→ What you are asked to do
Where a line below holds the string "invocation", count it; then give the total without any other words.

'''

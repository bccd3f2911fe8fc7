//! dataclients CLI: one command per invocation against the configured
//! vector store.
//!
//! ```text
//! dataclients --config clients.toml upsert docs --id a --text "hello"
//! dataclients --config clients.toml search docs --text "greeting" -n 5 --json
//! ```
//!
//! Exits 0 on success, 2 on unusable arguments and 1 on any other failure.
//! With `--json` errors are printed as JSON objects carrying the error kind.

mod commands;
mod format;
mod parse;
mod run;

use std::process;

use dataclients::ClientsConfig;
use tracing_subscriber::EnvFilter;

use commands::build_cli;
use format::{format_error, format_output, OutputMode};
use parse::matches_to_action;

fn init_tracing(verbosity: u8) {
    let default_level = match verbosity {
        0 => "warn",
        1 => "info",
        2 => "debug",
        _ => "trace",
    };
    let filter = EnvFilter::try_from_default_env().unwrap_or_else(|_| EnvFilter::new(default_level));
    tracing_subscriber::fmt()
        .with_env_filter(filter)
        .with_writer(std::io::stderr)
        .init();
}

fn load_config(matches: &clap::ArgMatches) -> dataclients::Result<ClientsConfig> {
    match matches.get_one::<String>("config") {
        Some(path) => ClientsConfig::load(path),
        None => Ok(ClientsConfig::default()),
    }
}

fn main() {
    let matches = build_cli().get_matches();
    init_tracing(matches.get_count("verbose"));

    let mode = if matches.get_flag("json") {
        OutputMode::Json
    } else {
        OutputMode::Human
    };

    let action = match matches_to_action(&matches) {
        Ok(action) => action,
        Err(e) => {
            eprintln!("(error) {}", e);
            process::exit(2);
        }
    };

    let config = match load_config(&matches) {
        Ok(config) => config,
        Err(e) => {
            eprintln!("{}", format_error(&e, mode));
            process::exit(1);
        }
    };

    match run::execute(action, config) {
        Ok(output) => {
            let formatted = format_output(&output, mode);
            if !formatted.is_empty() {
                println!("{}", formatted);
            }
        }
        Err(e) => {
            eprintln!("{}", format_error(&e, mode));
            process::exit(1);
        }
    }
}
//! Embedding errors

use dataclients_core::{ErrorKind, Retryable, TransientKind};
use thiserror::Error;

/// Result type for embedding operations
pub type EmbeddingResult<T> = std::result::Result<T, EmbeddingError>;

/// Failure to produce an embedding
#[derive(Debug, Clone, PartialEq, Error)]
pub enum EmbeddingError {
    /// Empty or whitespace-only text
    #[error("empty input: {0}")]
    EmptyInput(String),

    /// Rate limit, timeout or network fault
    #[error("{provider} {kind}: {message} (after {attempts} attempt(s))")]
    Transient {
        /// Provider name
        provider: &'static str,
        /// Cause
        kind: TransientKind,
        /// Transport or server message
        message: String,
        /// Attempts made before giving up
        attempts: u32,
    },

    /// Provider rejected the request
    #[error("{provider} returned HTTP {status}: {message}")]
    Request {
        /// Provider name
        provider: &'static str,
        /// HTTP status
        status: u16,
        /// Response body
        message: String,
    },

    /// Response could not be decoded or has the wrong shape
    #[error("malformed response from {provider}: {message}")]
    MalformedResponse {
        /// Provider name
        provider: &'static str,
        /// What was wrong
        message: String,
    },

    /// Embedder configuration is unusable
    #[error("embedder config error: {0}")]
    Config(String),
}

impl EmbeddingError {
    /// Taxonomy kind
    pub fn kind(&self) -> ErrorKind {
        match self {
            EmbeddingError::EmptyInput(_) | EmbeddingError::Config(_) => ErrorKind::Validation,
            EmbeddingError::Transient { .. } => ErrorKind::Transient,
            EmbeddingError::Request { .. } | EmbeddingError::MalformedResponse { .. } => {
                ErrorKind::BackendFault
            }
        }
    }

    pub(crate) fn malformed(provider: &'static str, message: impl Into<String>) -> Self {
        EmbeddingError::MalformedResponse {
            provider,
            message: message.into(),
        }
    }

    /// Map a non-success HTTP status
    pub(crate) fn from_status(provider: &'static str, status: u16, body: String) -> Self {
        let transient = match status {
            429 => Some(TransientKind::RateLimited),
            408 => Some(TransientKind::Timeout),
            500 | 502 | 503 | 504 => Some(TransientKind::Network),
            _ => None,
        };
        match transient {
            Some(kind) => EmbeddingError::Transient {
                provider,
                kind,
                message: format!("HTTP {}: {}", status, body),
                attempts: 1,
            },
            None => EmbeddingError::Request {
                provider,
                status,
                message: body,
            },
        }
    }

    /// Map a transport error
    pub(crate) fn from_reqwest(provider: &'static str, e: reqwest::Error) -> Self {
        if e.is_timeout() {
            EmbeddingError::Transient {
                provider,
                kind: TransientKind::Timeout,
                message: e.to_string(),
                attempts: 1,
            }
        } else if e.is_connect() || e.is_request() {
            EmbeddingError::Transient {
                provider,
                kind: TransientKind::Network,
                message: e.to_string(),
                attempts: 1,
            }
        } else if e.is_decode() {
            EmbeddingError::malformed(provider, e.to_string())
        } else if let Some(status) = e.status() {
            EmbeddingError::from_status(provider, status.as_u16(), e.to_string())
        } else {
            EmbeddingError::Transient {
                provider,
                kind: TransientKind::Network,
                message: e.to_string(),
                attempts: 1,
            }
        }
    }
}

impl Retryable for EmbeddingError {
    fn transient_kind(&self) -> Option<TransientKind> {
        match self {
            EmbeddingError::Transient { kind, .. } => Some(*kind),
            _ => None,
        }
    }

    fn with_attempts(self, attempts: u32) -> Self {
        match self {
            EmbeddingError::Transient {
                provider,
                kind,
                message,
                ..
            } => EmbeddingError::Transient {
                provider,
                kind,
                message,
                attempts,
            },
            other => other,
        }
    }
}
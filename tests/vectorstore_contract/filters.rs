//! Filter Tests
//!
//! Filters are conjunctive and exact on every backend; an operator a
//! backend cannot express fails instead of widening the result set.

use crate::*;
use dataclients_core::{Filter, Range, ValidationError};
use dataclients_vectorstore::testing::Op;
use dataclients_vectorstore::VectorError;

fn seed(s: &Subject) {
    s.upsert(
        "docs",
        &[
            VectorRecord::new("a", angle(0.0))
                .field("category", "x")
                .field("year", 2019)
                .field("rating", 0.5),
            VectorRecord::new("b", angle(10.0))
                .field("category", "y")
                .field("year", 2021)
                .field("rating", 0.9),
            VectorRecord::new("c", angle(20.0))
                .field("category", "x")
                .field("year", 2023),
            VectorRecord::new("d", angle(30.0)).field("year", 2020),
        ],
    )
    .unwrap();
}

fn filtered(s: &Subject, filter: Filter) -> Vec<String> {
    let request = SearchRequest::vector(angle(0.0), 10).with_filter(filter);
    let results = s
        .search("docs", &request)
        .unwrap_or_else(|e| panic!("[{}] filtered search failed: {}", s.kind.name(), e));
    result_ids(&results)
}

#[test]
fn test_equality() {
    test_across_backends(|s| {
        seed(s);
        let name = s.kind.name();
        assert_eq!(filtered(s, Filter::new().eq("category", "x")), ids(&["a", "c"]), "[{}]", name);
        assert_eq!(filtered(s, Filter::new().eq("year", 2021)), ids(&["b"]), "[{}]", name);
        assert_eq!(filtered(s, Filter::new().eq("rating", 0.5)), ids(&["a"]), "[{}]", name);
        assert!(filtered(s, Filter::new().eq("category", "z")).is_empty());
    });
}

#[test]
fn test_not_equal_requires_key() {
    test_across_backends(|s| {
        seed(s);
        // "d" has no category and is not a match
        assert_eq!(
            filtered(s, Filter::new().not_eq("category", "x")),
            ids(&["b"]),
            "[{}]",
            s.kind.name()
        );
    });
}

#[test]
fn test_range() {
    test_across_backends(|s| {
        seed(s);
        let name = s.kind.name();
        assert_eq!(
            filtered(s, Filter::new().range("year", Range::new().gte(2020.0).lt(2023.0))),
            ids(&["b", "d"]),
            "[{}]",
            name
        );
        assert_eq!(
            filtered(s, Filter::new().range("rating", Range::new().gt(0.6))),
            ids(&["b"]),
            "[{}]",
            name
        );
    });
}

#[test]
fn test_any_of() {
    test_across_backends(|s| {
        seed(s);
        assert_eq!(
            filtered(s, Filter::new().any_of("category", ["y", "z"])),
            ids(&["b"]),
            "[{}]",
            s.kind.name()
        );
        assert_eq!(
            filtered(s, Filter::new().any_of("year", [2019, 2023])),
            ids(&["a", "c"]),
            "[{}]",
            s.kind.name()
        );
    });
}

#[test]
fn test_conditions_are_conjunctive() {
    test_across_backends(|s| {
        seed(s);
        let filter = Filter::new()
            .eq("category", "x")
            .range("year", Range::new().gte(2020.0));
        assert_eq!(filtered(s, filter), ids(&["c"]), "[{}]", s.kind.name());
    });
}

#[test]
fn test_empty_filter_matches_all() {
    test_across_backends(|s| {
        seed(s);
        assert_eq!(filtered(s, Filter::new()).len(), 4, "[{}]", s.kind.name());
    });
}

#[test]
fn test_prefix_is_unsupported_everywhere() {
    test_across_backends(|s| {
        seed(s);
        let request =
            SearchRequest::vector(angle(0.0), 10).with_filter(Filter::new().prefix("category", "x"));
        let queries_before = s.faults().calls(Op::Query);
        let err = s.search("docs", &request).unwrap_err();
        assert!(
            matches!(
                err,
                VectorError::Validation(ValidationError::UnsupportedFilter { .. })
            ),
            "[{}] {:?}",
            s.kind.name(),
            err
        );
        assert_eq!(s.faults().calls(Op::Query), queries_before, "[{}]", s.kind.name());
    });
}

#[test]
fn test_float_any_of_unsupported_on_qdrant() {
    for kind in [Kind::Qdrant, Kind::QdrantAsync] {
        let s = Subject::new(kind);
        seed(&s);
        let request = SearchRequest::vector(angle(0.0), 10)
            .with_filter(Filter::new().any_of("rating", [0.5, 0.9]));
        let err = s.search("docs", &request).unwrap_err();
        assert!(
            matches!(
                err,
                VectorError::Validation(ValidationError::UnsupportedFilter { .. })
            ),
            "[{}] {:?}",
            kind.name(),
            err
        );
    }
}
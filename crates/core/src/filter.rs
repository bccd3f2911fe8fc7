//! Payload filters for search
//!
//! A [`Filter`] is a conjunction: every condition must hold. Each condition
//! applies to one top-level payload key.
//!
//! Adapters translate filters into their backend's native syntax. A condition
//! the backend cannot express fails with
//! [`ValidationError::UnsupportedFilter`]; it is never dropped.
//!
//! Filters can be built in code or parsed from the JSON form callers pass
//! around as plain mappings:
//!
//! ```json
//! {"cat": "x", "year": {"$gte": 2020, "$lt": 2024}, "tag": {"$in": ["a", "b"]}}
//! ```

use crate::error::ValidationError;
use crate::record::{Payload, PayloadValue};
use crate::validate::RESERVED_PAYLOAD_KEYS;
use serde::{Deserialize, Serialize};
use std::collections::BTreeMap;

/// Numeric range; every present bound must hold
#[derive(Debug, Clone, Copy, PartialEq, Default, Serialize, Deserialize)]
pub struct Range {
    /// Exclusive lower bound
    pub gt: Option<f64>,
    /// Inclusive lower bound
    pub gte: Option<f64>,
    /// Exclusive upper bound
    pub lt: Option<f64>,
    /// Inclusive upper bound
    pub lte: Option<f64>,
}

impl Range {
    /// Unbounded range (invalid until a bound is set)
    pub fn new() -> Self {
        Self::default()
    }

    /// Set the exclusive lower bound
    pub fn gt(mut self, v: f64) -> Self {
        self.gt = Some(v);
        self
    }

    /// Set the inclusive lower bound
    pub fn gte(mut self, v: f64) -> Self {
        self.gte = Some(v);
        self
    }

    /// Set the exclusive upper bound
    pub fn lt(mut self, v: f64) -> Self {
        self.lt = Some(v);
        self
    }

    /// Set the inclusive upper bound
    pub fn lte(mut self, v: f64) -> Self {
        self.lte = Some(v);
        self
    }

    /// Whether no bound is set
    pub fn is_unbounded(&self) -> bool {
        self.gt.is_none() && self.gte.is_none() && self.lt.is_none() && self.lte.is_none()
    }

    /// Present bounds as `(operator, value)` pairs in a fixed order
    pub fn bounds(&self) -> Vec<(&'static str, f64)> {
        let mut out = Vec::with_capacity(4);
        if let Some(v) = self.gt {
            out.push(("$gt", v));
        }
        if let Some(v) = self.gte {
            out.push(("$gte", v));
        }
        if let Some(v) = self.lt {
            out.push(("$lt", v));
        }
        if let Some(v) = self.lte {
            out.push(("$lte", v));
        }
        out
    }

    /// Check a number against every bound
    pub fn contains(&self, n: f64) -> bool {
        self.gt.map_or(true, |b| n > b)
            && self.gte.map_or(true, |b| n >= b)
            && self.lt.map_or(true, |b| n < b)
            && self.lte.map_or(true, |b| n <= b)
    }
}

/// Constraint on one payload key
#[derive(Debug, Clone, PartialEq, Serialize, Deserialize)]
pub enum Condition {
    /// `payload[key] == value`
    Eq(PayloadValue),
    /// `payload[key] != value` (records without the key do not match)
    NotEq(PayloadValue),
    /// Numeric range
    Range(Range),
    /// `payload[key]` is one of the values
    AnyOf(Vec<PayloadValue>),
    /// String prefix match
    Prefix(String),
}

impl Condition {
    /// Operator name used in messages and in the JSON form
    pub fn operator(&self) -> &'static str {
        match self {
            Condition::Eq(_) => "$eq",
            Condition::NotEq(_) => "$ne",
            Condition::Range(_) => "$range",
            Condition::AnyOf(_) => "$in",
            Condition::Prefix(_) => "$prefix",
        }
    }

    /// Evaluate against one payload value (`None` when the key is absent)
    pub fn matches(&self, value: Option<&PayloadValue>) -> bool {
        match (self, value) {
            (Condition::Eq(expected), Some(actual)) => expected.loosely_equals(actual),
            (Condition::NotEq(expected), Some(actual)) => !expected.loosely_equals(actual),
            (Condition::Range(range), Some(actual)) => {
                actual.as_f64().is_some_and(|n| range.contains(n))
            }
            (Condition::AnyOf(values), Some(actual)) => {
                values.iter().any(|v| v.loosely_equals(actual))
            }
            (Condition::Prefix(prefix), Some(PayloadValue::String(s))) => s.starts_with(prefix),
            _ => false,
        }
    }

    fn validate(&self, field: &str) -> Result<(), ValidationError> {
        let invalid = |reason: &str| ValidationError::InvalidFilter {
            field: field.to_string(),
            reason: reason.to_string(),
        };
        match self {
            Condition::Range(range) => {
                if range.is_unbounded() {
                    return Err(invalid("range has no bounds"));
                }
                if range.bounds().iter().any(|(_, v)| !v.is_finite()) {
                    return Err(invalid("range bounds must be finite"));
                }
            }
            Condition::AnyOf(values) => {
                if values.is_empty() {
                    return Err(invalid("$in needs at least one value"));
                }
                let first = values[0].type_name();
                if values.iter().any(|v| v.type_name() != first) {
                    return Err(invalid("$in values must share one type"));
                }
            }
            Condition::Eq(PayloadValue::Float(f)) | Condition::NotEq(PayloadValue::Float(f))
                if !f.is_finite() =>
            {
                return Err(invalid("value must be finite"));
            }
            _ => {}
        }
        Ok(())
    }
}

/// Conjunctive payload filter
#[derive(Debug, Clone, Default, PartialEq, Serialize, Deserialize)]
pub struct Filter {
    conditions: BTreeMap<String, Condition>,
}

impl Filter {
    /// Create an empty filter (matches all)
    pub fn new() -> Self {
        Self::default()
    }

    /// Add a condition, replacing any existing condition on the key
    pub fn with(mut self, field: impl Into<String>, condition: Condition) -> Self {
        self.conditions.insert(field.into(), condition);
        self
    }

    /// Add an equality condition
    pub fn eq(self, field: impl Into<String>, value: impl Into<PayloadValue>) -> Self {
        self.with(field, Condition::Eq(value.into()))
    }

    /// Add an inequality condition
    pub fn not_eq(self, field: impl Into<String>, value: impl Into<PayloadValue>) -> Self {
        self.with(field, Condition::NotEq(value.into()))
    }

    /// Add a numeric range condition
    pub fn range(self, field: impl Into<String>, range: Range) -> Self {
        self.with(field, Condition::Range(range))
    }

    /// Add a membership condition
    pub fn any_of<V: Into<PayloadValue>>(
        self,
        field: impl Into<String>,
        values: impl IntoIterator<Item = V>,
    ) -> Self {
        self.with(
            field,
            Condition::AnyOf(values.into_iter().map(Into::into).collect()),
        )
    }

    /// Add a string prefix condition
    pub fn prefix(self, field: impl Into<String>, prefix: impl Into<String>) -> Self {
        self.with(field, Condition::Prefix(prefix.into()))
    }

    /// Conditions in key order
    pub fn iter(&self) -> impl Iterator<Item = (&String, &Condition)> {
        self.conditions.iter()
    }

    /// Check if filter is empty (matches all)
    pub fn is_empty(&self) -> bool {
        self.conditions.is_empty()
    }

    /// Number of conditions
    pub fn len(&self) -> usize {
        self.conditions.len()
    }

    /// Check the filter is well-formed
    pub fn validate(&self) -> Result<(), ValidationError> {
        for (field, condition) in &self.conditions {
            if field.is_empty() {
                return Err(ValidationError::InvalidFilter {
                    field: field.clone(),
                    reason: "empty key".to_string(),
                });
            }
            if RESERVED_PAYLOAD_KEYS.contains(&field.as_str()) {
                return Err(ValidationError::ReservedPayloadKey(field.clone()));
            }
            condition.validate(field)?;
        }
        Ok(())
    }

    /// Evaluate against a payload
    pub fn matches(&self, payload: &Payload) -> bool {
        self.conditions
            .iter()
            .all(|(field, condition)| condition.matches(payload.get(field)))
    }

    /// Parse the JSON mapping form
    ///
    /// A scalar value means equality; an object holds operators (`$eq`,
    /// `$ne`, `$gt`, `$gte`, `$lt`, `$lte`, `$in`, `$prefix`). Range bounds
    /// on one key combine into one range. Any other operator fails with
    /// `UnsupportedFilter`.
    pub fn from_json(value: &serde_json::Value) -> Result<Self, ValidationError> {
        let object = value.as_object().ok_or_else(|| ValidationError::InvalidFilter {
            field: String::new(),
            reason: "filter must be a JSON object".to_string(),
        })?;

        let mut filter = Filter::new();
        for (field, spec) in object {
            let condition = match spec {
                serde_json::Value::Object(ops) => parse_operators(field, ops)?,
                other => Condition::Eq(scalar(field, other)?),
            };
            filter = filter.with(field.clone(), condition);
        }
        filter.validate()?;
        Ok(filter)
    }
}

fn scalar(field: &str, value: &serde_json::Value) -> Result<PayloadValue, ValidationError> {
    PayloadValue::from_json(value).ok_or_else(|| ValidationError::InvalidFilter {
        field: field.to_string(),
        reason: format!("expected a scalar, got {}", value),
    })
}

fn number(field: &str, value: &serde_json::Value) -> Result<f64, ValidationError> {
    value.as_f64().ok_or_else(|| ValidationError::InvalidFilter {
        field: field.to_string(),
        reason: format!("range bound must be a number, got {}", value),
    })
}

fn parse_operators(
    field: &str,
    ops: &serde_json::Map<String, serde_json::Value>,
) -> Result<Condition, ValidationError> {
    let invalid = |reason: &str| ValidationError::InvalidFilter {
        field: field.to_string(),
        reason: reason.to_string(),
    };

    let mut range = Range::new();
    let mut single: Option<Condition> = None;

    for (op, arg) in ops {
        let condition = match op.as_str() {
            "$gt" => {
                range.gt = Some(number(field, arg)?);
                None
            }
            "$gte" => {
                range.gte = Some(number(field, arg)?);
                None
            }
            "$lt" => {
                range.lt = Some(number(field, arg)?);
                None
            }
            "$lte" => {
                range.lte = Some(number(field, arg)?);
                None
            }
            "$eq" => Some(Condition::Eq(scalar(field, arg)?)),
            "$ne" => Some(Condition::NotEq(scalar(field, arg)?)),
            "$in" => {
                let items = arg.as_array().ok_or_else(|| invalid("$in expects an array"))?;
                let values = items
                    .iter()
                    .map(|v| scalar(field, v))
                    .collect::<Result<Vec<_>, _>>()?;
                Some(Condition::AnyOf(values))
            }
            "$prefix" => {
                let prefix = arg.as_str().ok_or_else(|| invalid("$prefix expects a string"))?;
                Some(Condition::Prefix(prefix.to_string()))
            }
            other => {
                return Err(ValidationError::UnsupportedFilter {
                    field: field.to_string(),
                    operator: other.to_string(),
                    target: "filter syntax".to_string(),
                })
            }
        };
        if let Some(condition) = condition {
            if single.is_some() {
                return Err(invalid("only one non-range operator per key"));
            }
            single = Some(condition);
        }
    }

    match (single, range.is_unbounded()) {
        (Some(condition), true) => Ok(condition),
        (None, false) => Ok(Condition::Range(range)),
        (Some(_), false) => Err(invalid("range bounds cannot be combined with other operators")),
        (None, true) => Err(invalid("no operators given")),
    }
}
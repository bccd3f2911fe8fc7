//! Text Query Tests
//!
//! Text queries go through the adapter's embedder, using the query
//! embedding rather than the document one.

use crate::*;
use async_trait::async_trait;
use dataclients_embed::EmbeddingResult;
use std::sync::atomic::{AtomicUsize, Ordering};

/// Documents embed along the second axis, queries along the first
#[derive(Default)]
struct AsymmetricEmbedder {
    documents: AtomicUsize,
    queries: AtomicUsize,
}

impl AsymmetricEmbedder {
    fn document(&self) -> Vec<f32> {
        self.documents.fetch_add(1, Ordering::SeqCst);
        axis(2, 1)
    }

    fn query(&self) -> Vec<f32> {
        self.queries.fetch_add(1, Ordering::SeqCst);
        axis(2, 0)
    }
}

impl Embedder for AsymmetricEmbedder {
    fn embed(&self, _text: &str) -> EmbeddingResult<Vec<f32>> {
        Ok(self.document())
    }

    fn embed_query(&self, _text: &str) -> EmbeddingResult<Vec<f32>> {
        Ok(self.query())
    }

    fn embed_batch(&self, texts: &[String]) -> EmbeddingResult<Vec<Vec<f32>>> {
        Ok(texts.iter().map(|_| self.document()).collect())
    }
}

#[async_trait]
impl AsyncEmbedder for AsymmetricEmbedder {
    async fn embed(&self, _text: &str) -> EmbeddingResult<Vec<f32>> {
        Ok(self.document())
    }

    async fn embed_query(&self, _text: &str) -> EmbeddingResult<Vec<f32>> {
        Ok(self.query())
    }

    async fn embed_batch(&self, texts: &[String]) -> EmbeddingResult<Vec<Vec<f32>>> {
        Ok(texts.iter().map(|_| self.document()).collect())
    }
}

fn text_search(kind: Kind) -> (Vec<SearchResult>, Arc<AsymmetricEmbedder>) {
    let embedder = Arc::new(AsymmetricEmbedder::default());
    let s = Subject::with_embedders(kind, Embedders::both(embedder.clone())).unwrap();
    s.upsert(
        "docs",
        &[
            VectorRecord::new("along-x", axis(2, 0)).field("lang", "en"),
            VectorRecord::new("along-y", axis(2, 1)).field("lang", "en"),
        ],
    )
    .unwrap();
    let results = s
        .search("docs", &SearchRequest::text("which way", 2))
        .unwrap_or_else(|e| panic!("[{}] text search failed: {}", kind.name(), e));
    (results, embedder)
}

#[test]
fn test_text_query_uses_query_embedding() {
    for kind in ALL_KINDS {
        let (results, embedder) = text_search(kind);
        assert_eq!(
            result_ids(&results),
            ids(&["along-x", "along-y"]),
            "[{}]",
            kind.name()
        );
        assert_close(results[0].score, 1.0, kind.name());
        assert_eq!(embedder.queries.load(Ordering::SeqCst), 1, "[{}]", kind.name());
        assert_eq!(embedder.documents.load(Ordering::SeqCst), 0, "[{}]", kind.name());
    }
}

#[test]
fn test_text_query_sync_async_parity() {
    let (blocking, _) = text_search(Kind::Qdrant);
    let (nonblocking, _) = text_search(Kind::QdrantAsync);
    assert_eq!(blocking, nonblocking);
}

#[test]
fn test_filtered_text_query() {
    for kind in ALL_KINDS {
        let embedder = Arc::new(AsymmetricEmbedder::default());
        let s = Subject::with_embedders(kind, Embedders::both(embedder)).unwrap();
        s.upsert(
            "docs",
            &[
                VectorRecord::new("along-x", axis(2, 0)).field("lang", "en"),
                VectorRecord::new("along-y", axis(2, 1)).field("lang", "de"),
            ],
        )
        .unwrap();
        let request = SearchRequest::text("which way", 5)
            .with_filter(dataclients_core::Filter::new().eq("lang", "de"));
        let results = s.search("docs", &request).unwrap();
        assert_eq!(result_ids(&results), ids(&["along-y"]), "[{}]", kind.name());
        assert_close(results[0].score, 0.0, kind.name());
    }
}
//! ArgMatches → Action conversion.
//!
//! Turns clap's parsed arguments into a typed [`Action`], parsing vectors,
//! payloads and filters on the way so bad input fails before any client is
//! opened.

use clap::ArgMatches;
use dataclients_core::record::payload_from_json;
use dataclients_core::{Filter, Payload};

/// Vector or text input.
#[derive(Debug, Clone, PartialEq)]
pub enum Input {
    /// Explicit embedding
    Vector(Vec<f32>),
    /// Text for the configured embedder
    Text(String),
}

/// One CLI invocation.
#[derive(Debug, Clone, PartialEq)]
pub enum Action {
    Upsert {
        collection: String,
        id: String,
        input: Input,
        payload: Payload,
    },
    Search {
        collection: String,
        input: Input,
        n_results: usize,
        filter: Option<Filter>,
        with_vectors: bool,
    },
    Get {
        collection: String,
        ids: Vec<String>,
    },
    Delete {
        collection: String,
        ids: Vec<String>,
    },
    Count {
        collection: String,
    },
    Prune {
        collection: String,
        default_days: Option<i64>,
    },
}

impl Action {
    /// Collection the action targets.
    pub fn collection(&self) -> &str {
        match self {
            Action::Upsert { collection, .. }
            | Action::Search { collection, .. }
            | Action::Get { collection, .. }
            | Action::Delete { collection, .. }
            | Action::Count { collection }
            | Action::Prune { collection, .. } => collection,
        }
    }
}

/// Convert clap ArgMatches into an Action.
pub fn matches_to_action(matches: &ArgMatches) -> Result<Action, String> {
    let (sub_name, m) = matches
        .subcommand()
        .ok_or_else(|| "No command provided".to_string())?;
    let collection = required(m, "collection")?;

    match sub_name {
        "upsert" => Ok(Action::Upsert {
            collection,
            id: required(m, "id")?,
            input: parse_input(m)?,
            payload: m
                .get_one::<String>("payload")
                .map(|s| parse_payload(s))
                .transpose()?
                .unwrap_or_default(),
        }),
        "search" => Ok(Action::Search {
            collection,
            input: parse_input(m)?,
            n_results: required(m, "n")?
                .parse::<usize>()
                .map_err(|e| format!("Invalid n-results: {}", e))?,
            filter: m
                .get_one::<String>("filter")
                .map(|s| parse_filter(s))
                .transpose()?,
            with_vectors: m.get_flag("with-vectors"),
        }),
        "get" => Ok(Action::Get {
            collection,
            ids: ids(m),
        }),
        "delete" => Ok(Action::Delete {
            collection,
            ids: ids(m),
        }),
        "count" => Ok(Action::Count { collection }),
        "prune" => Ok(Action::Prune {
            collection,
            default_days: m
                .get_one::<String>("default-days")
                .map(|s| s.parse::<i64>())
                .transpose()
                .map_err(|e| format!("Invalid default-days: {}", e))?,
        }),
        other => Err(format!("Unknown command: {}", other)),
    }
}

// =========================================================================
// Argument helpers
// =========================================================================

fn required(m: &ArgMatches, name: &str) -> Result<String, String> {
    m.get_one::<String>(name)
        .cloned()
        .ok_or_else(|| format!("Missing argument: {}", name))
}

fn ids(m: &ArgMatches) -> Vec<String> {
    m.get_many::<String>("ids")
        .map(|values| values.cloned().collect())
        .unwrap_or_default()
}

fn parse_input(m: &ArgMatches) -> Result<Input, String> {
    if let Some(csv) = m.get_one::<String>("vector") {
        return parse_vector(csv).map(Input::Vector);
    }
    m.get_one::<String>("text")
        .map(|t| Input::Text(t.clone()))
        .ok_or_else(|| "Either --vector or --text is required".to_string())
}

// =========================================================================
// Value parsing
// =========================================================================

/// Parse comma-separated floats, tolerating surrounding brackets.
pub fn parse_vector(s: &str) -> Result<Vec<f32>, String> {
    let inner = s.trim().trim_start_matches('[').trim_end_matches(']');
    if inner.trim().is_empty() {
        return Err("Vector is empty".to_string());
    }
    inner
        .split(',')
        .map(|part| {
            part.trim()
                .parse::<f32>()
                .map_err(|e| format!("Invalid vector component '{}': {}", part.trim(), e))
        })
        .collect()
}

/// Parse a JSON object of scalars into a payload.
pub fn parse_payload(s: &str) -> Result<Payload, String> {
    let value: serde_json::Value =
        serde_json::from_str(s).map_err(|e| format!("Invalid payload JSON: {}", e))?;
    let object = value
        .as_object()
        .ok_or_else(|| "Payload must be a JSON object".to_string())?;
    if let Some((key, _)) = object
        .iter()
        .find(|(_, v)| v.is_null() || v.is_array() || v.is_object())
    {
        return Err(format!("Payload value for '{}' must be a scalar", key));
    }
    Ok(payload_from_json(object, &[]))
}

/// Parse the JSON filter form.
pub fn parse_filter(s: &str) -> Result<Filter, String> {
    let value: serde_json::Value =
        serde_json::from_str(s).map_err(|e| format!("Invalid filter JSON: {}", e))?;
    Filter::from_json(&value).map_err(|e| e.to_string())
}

'''

→ Exercise result
2